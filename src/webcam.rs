// thin wrapper around openpnp_capture
use std::ffi::CStr;
use std::sync::Arc;

use image::RgbaImage;
use openpnp_capture_sys as openpnp_sys;
use openpnp_sys::{CapContext, CapFormatInfo, CapStream};
use rayon::prelude::*;

use crate::error::AcquisitionError;
use crate::video::{Frame, VideoSource};

/// Expands packed RGB24 into RGBA with an opaque alpha channel.
pub fn rgb24_to_rgba(src: &[u8], dst: &mut [u8]) {
    debug_assert_eq!(src.len() / 3, dst.len() / 4);

    src.par_chunks_exact(3)
        .zip(dst.par_chunks_exact_mut(4))
        .for_each(|(rgb, rgba)| {
            rgba[..3].copy_from_slice(rgb);
            rgba[3] = 255;
        });
}

struct Context(CapContext);

impl Context {
    fn new() -> Result<Self, AcquisitionError> {
        let ctx = unsafe { openpnp_sys::Cap_createContext() };
        if ctx.is_null() {
            return Err(AcquisitionError::Context);
        }
        Ok(Self(ctx))
    }

    fn device_count(&self) -> u32 {
        unsafe { openpnp_sys::Cap_getDeviceCount(self.0) }
    }

    fn device_name(&self, device: u32) -> String {
        let name = unsafe { openpnp_sys::Cap_getDeviceName(self.0, device) };
        if name.is_null() {
            return format!("camera {device}");
        }
        unsafe { CStr::from_ptr(name) }.to_string_lossy().into_owned()
    }

    fn formats(&self, device: u32) -> Vec<(u32, CapFormatInfo)> {
        let count = unsafe { openpnp_sys::Cap_getNumFormats(self.0, device) };
        (0..count.max(0) as u32)
            .filter_map(|id| {
                let mut info: CapFormatInfo = unsafe { std::mem::zeroed() };
                let res = unsafe { openpnp_sys::Cap_getFormatInfo(self.0, device, id, &mut info) };
                (res == openpnp_sys::CAPRESULT_OK).then_some((id, info))
            })
            .collect()
    }
}

impl Drop for Context {
    fn drop(&mut self) {
        unsafe { openpnp_sys::Cap_releaseContext(self.0) };
    }
}

/// Names of the cameras currently attached.
pub fn list_devices() -> Result<Vec<String>, AcquisitionError> {
    let ctx = Context::new()?;
    Ok((0..ctx.device_count()).map(|i| ctx.device_name(i)).collect())
}

/// A live camera stream at a fixed resolution.
pub struct Webcam {
    stream: CapStream,
    ctx: Context,
    name: String,
    width: u32,
    height: u32,
    rgb: Vec<u8>,
    current: Option<Frame>,
}

impl Webcam {
    /// Opens `device` with a format of exactly `width` x `height`, preferring the highest
    /// frame rate among matching formats.
    pub fn open(device: u32, width: u32, height: u32) -> Result<Self, AcquisitionError> {
        let ctx = Context::new()?;

        let available = ctx.device_count();
        if available == 0 {
            return Err(AcquisitionError::NoDevice);
        }
        if device >= available {
            return Err(AcquisitionError::UnknownDevice { device, available });
        }

        let name = ctx.device_name(device);
        let (format_id, info) = ctx
            .formats(device)
            .into_iter()
            .filter(|(_, info)| info.width == width && info.height == height)
            .max_by_key(|(_, info)| info.fps)
            .ok_or(AcquisitionError::UnsupportedResolution {
                device,
                width,
                height,
            })?;

        log::info!(
            "opening {name} with format {format_id} ({}x{} @ {} fps)",
            info.width,
            info.height,
            info.fps
        );

        let stream = unsafe { openpnp_sys::Cap_openStream(ctx.0, device, format_id) };
        if stream < 0 {
            return Err(AcquisitionError::OpenFailed(device));
        }

        Ok(Self {
            stream,
            ctx,
            name,
            width,
            height,
            rgb: vec![0; width as usize * height as usize * 3],
            current: None,
        })
    }

    pub fn name(&self) -> &str {
        &self.name
    }

    fn capture(&mut self) -> Option<Frame> {
        let res = unsafe {
            openpnp_sys::Cap_captureFrame(
                self.ctx.0,
                self.stream,
                self.rgb.as_mut_ptr().cast(),
                self.rgb.len() as u32,
            )
        };
        if res != openpnp_sys::CAPRESULT_OK {
            log::warn!("capturing a frame from {} failed ({res})", self.name);
            return None;
        }

        let mut image = RgbaImage::new(self.width, self.height);
        rgb24_to_rgba(&self.rgb, &mut image);
        Some(Arc::new(image))
    }
}

impl VideoSource for Webcam {
    fn resolution(&self) -> (u32, u32) {
        (self.width, self.height)
    }

    fn current_frame(&mut self) -> Option<Frame> {
        let fresh = unsafe { openpnp_sys::Cap_hasNewFrame(self.ctx.0, self.stream) } != 0;
        if fresh {
            if let Some(frame) = self.capture() {
                self.current = Some(frame);
            }
        }
        self.current.clone()
    }
}

impl Drop for Webcam {
    fn drop(&mut self) {
        log::info!("closing camera stream ({})", self.name);
        unsafe { openpnp_sys::Cap_closeStream(self.ctx.0, self.stream) };
    }
}

#[cfg(test)]
mod tests {
    use super::*;

    #[test]
    fn rgb_is_padded_with_opaque_alpha() {
        let src = [1, 2, 3, 4, 5, 6];
        let mut dst = [0u8; 8];
        rgb24_to_rgba(&src, &mut dst);
        assert_eq!(dst, [1, 2, 3, 255, 4, 5, 6, 255]);
    }
}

> **Activity**
All lines in the data that contain the word "image" should be copied.

> **Task solution**
use image::RgbaImage;
        let mut image = RgbaImage::new(self.width, self.height);
        rgb24_to_rgba(&self.rgb, &mut image);
        Some(Arc::new(image))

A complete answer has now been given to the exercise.